Some plant-based protein bars contain more sugar than your average Krispy Kreme donut. The sugar to serving ratio can be so high that it can mess with your blood sugar levels and even cause weight gain.

Even natural sugars and sweeteners like maple syrup, agave nectar, and dates can lead to unhealthy spikes. You want a bar with 10 grams of sugar or less. And you don’t want sweeteners to be listed among the first three ingredients. Save those spaces for healthy proteins and fibers.

Did You Check the Oil?

Added oils, even healthier ones like canola, aren’t sources of healthy fats the way almonds, coconut, flax, hemp, chia, and other whole nuts and seeds are. They lack the benefits of the healthy vitamins, minerals, and fiber that these whole food fats contain.

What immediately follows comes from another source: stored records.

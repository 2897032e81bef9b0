//! Scoped acquisition of a client.

use std::ops::Deref;

use super::client::PulseClient;

/// Disposes the client when dropped: every tracked topic is unsubscribed, all
/// handlers are cleared, and the transport is closed. This runs on every exit
/// path of the owning scope, including early returns and unwinding.
#[derive(Debug)]
pub struct ClientScope {
    client: PulseClient,
}

impl ClientScope {
    pub fn new(client: PulseClient) -> Self {
        Self { client }
    }

    pub fn client(&self) -> &PulseClient {
        &self.client
    }
}

impl Deref for ClientScope {
    type Target = PulseClient;

    fn deref(&self) -> &PulseClient {
        &self.client
    }
}

impl From<PulseClient> for ClientScope {
    fn from(client: PulseClient) -> Self {
        Self::new(client)
    }
}

impl Drop for ClientScope {
    fn drop(&mut self) {
        crate::log_debug!("Client scope ended, disposing");
        self.client.dispose();
    }
}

Is It a Superfood Superhero?

Goji berries. Chia seeds. Cacao. Mulberries. Spirulina. Baobab. These superfoods can make a plant protein bar go from a snack to a nutritious superhero. And they taste yummy, too.

How Much Protein and Where Does It Come From?

Unless you’re an athlete training for the next marathon, the current recommendations for daily protein intake are 0.36 grams per pound of body weight. That means a 140-pound individual with an average activity level only needs around 50 grams per day.

Most nutritionists suggest choosing protein bars with 8 to 10 grams of protein for snacking, and 15 to 20 grams if replacing a meal.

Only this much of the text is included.